To do.
Would you retype the records below exactly as they appear?
———
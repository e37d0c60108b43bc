//! External enemy generator process.
use std::io::Write;
use std::process::{Command, Stdio};

use battle_content::ContentError;

/// Runs `command` with `prompt` on stdin and returns its stdout.
///
/// The command line is split on whitespace; no shell is involved.
pub fn run_command(command: &str, prompt: &str) -> Result<String, ContentError> {
    let mut parts = command.split_whitespace();
    let program = parts
        .next()
        .ok_or_else(|| ContentError::Unavailable("empty generator command".into()))?;

    let mut child = Command::new(program)
        .args(parts)
        .stdin(Stdio::piped())
        .stdout(Stdio::piped())
        .stderr(Stdio::null())
        .spawn()
        .map_err(|error| ContentError::Unavailable(format!("spawning {program}: {error}")))?;

    if let Some(mut stdin) = child.stdin.take() {
        if let Err(error) = stdin.write_all(prompt.as_bytes()) {
            drop(stdin);
            // The child may already have exited; reap it either way.
            let _ = child.kill();
            let _ = child.wait();
            return Err(ContentError::Unavailable(format!("writing prompt: {error}")));
        }
    }

    let output = child
        .wait_with_output()
        .map_err(|error| ContentError::Unavailable(format!("waiting for {program}: {error}")))?;
    if !output.status.success() {
        return Err(ContentError::Unavailable(format!(
            "{program} exited with {}",
            output.status
        )));
    }

    tracing::debug!(program, bytes = output.stdout.len(), "generator responded");
    String::from_utf8(output.stdout)
        .map_err(|_| ContentError::Malformed("generator output is not UTF-8".into()))
}

#[cfg(test)]
mod tests {
    use super::*;

    #[test]
    fn empty_command_is_unavailable() {
        assert!(matches!(run_command("   ", "hi"), Err(ContentError::Unavailable(_))));
    }

    #[test]
    fn missing_program_is_unavailable() {
        assert!(matches!(
            run_command("atb-no-such-generator-binary", "hi"),
            Err(ContentError::Unavailable(_))
        ));
    }

    #[cfg(unix)]
    #[test]
    fn prompt_is_piped_through() {
        assert_eq!(run_command("cat", "Magitek Factory").unwrap(), "Magitek Factory");
    }

    #[cfg(unix)]
    #[test]
    fn prompt_to_a_child_that_never_reads_is_unavailable() {
        // `true` exits without reading; a prompt larger than the pipe buffer
        // can only end in a broken pipe.
        let prompt = "x".repeat(1 << 20);
        match run_command("true", &prompt) {
            Err(ContentError::Unavailable(reason)) => assert!(reason.starts_with("writing prompt")),
            other => panic!("unexpected result: {other:?}"),
        }
    }

    #[cfg(unix)]
    #[test]
    fn failing_exit_status_is_unavailable() {
        assert!(matches!(run_command("false", ""), Err(ContentError::Unavailable(_))));
    }
}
———
Response to the task.
repository e37d0c60108b43bc
//! External enemy generator process.
use std::io::Write;
use std::process::{Command, Stdio};

use battle_content::ContentError;

/// Runs `command` with `prompt` on stdin and returns its stdout.
///
/// The command line is split on whitespace; no shell is involved.
pub fn run_command(command: &str, prompt: &str) -> Result<String, ContentError> {
    let mut parts = command.split_whitespace();
    let program = parts
        .next()
        .ok_or_else(|| ContentError::Unavailable("empty generator command".into()))?;

    let mut child = Command::new(program)
        .args(parts)
        .stdin(Stdio::piped())
        .stdout(Stdio::piped())
        .stderr(Stdio::null())
        .spawn()
        .map_err(|error| ContentError::Unavailable(format!("spawning {program}: {error}")))?;

    if let Some(mut stdin) = child.stdin.take() {
        if let Err(error) = stdin.write_all(prompt.as_bytes()) {
            drop(stdin);
            // The child may already have exited; reap it either way.
            let _ = child.kill();
            let _ = child.wait();
            return Err(ContentError::Unavailable(format!("writing prompt: {error}")));
        }
    }

    let output = child
        .wait_with_output()
        .map_err(|error| ContentError::Unavailable(format!("waiting for {program}: {error}")))?;
    if !output.status.success() {
        return Err(ContentError::Unavailable(format!(
            "{program} exited with {}",
            output.status
        )));
    }

    tracing::debug!(program, bytes = output.stdout.len(), "generator responded");
    String::from_utf8(output.stdout)
        .map_err(|_| ContentError::Malformed("generator output is not UTF-8".into()))
}

#[cfg(test)]
mod tests {
    use super::*;

    #[test]
    fn empty_command_is_unavailable() {
        assert!(matches!(run_command("   ", "hi"), Err(ContentError::Unavailable(_))));
    }

    #[test]
    fn missing_program_is_unavailable() {
        assert!(matches!(
            run_command("atb-no-such-generator-binary", "hi"),
            Err(ContentError::Unavailable(_))
        ));
    }

    #[cfg(unix)]
    #[test]
    fn prompt_is_piped_through() {
        assert_eq!(run_command("cat", "Magitek Factory").unwrap(), "Magitek Factory");
    }

    #[cfg(unix)]
    #[test]
    fn prompt_to_a_child_that_never_reads_is_unavailable() {
        // `true` exits without reading; a prompt larger than the pipe buffer
        // can only end in a broken pipe.
        let prompt = "x".repeat(1 << 20);
        match run_command("true", &prompt) {
            Err(ContentError::Unavailable(reason)) => assert!(reason.starts_with("writing prompt")),
            other => panic!("unexpected result: {other:?}"),
        }
    }

    #[cfg(unix)]
    #[test]
    fn failing_exit_status_is_unavailable() {
        assert!(matches!(run_command("false", ""), Err(ContentError::Unavailable(_))));
    }
}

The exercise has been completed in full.